Material provided

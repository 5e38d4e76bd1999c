use super::{Field, FieldLocation, Relation};

use indexmap::IndexMap;
use serde::{Deserialize, Serialize};

/// Uniquely identifies a collection within the schema.
#[derive(Debug, Copy, Clone, PartialEq, Eq, Hash, PartialOrd, Ord)]
pub struct CollectionId(pub usize);

#[derive(Debug, Clone)]
pub struct Collection {
    /// Uniquely identifies the collection within the schema
    pub id: CollectionId,

    /// Name used by callers, e.g. `posts`
    pub name: String,

    /// Main table holding non-localized columns
    pub table: String,

    /// Name of the primary key field
    pub primary_key: String,

    /// Fields in declaration order, including relation fields
    pub fields: IndexMap<String, Field>,

    /// Declared relations
    pub relations: IndexMap<String, Relation>,

    /// Per-locale table holding localized columns. Set when at least one
    /// field is localized.
    pub translations: Option<TranslationTable>,

    /// Field used as the record's display title
    pub title: Option<String>,

    pub options: CollectionOptions,
}

/// Auxiliary table holding one row per (record, locale).
#[derive(Debug, Clone, PartialEq, Eq, Serialize, Deserialize)]
pub struct TranslationTable {
    pub table: String,

    /// Column referencing the main table's primary key
    pub parent_column: String,

    /// Column holding the locale code
    pub locale_column: String,
}

#[derive(Debug, Clone, Copy, Default, PartialEq, Eq, Serialize, Deserialize)]
pub struct CollectionOptions {
    /// Adds `createdAt` and `updatedAt` fields
    pub timestamps: bool,

    /// Adds a `deletedAt` field; rows with a value are excluded from
    /// relation filters
    pub soft_delete: bool,
}

impl CollectionOptions {
    pub const CREATED_AT: &'static str = "createdAt";
    pub const UPDATED_AT: &'static str = "updatedAt";
    pub const DELETED_AT: &'static str = "deletedAt";
}

impl TranslationTable {
    pub fn for_table(table: &str) -> Self {
        Self {
            table: format!("{table}_i18n"),
            parent_column: "parent_id".to_string(),
            locale_column: "locale".to_string(),
        }
    }
}

impl Collection {
    pub fn field(&self, name: &str) -> Option<&Field> {
        self.fields.get(name)
    }

    pub fn relation(&self, name: &str) -> Option<&Relation> {
        self.relations.get(name)
    }

    pub fn primary_key_field(&self) -> &Field {
        &self.fields[&self.primary_key]
    }

    /// Storage column of the primary key.
    pub fn primary_key_column(&self) -> &str {
        match &self.primary_key_field().location {
            FieldLocation::Main { column } => column,
            location => panic!(
                "primary key must be stored in the main table; collection={}; location={location:?}",
                self.name
            ),
        }
    }

    /// Fields whose values live in the translation table.
    pub fn localized_fields(&self) -> impl Iterator<Item = &Field> {
        self.fields.values().filter(|field| field.is_localized())
    }

    pub fn is_localized(&self, name: &str) -> bool {
        self.field(name).is_some_and(|field| field.is_localized())
    }

    /// Fields computed rather than stored.
    pub fn virtual_fields(&self) -> impl Iterator<Item = &Field> {
        self.fields.values().filter(|field| field.is_virtual())
    }

    /// Column marking soft-deleted rows, when soft delete is enabled.
    pub fn soft_delete_column(&self) -> Option<&str> {
        if !self.options.soft_delete {
            return None;
        }

        self.field(CollectionOptions::DELETED_AT)
            .and_then(|field| field.column())
    }
}
/// Builds a [`Schema`] from collection definitions.
///
/// Relations name their targets; names are resolved to [`CollectionId`]s and
/// default join keys are derived when [`Builder::build`] runs.
///
/// ```
/// use quire_core::Schema;
///
/// let mut builder = Schema::builder();
/// builder
///     .collection("authors", |c| {
///         c.field("name");
///         c.has_many("posts", "posts");
///     })
///     .collection("posts", |c| {
///         c.localized("title");
///         c.field("views");
///         c.belongs_to("author", "authors");
///     });
///
/// let schema = builder.build().unwrap();
/// assert!(schema.collection_by_name("posts").unwrap().is_localized("title"));
/// ```
#[derive(Debug, Default, Clone)]
pub struct Builder {
    collections: Vec<CollectionBuilder>,

    /// Fail the build on incomplete relation join configurations instead of
    /// logging a warning
    strict_relations: bool,
}

#[derive(Debug, Clone)]
pub struct CollectionBuilder {
    name: String,
    table: Option<String>,
    primary_key: String,
    fields: IndexMap<String, FieldBuilder>,
    relations: IndexMap<String, RelationBuilder>,
    translations: Option<TranslationTable>,
    title: Option<String>,
    options: CollectionOptions,
}

#[derive(Debug, Clone)]
pub struct FieldBuilder {
    name: String,
    kind: FieldKind,
    column: Option<String>,
    overlay_column: Option<String>,
}

#[derive(Debug, Clone)]
enum FieldKind {
    Main,
    Localized,
    Virtual(Option<stmt::Expr>),
    Structured(Shape),
}

#[derive(Debug, Clone)]
pub struct RelationBuilder {
    name: String,
    target: String,
    kind: RelationBuilderKind,
    keys: Option<JoinKeys>,
    pair: Option<String>,
    discriminator: Option<Discriminator>,
    source_key: Option<String>,
    target_key: Option<String>,
}

#[derive(Debug, Clone, PartialEq)]
enum RelationBuilderKind {
    BelongsTo,
    HasOne,
    HasMany,
    ManyToMany { through: String },
}

impl Builder {
    pub fn new() -> Self {
        Self::default()
    }

    pub fn strict_relations(&mut self, strict: bool) -> &mut Self {
        self.strict_relations = strict;
        self
    }

    /// Declares a collection.
    pub fn collection(
        &mut self,
        name: impl Into<String>,
        f: impl FnOnce(&mut CollectionBuilder),
    ) -> &mut Self {
        let mut collection = CollectionBuilder::new(name.into());
        f(&mut collection);
        self.collections.push(collection);
        self
    }

    pub fn build(&self) -> Result<Schema> {
        let mut lookup = IndexMap::new();

        for (index, collection) in self.collections.iter().enumerate() {
            if lookup
                .insert(collection.name.clone(), CollectionId(index))
                .is_some()
            {
                return Err(Error::invalid_schema(format!(
                    "collection `{}` is declared more than once",
                    collection.name
                )));
            }
        }

        let mut collections = self
            .collections
            .iter()
            .enumerate()
            .map(|(index, collection)| collection.build_stub(CollectionId(index)))
            .collect::<Result<Vec<_>>>()?;

        // Relations are built in two passes: `ToOne` relations first, so
        // inverse relations can derive their keys from them.
        let mut resolve = ResolveRelations {
            builders: &self.collections,
            lookup: &lookup,
            collections: &mut collections,
        };
        resolve.resolve()?;

        let schema = Schema {
            collections,
            lookup,
        };

        schema.verify(self.strict_relations)?;

        Ok(schema)
    }
}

About this exercise
Find the word "FieldLocation" in the entries and show each line where it is found.

Task answer
use super::{Field, FieldLocation, Relation};
            FieldLocation::Main { column } => column,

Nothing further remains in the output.